27th June. Moved to Hebuterne and relieved 8th Middlesex. Bombardment ceased 7.45 PM. Germans then bombarded W and WR lines. Two patrols sent out from New Woman Street to examine the front line wire.

Killed 1 other rank

Wounded 1 officer and 1 other rank

28th June. Patrol returned at 12.30 AM bringing wire samples. Unable to penetrate German trenches. 12.30 AM German sent up 1 red light followed by 2 red lights. 15 minute bombardment around Lone Tree.

3.45 Heavy German barrage on WR and Hebuterne. German machine guns searched front of lines. Germans continued shelling Woman and Cross St. junction looking for artillery. Also north end W 47 looking for trench mortars.

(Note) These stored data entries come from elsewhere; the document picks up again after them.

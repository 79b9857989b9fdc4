//! Coroutine handle and driver.
//!
//! A coroutine is a boxed `Future` polled by its own waker. Each poll is one
//! resumption; each `Poll::Pending` is one suspension. The scheduling state
//! serializes resumptions so that a body never runs on two threads at once:
//!
//! ```text
//!   IDLE --wake--> RUNNING --Pending--> IDLE
//!                   |   ^
//!             wake  v   | re-poll
//!                 NOTIFIED
//!   RUNNING --Ready/panic/unwind--> COMPLETED
//! ```
//!
//! A wake that claims `IDLE -> RUNNING` dispatches the run through the
//! coroutine's [`Affinity`]: inline when the current thread is acceptable,
//! posted to the pinned thread otherwise.

use crate::affinity::{Affinity, ThreadDescriptor};
use crate::cancel::CancelToken;
use crate::coordinator::context::{self, CoroutineShared};
use crate::coordinator::Continuation;
use crate::error::{Error, Result};
use crate::tracing_compat::{debug, error, trace};
use crate::transfer::Delivered;
use crate::types::{CancelReason, CoroutineId, Outcome, PanicPayload};
use parking_lot::{Condvar, Mutex};
use std::collections::HashMap;
use std::fmt;
use std::future::Future;
use std::panic::{catch_unwind, AssertUnwindSafe};
use std::pin::Pin;
use std::sync::atomic::{AtomicU64, AtomicU8, Ordering};
use std::sync::{Arc, Weak};
use std::task::{Context, Poll, Wake, Waker};
use std::time::{Duration, Instant};

type Body<T> = Pin<Box<dyn Future<Output = T> + Send + 'static>>;

const IDLE: u8 = 0;
const RUNNING: u8 = 1;
const NOTIFIED: u8 = 2;
const COMPLETED: u8 = 3;

/// Result storage of a coroutine.
enum Slot<T> {
    Running,
    Ready(T),
    /// The value was moved out by an owning await or `take_outcome`.
    Moved,
    Cancelled(CancelReason),
    Panicked(PanicPayload),
}

impl<T> Slot<T> {
    const fn label(&self) -> &'static str {
        match self {
            Self::Running => "running",
            Self::Ready(_) => "ok",
            Self::Moved => "moved",
            Self::Cancelled(_) => "cancelled",
            Self::Panicked(_) => "panicked",
        }
    }
}

pub(crate) struct CoroutineCore<T> {
    shared: Arc<CoroutineShared>,
    sched: AtomicU8,
    polls: AtomicU64,
    body: Mutex<Option<Body<T>>>,
    result: Mutex<Slot<T>>,
    done: Condvar,
    /// Continuations of coroutines awaiting this one; `None` once completed.
    waiters: Mutex<Option<HashMap<u64, Continuation>>>,
    next_waiter: AtomicU64,
}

11.30 PM Large German working party found at Farm and Farmyard by a patrol. Two patrols sent out to New Woman St. to examine the German trenches and wire.

Killed 2 other ranks

Wounded 2 officers and 11 other ranks

29th June. 12.10 AM. Patrol approached Farm and Farmyard. Officer in charge second Lieutenant Webster looked over parapet and discovered party digging, same party as at 11.20 PM 28 June. Patrol challenged. Very lights sent up and patrol retired.

Less German shelling during day but Woman and Cross Street still shelled.

6.30- 7.30 AM German bombardment of W sector. German machine guns from Sunken Road between 1 and 4.30 AM.

6.00 PM German bombardment.

Night patrol sent out from W 50 to examine the wire running North from Bucquoy road. Report that wire insufficiently cut to allow free passage of infantry.

30th June. Midnight. German barrage of lines and Hebuterne.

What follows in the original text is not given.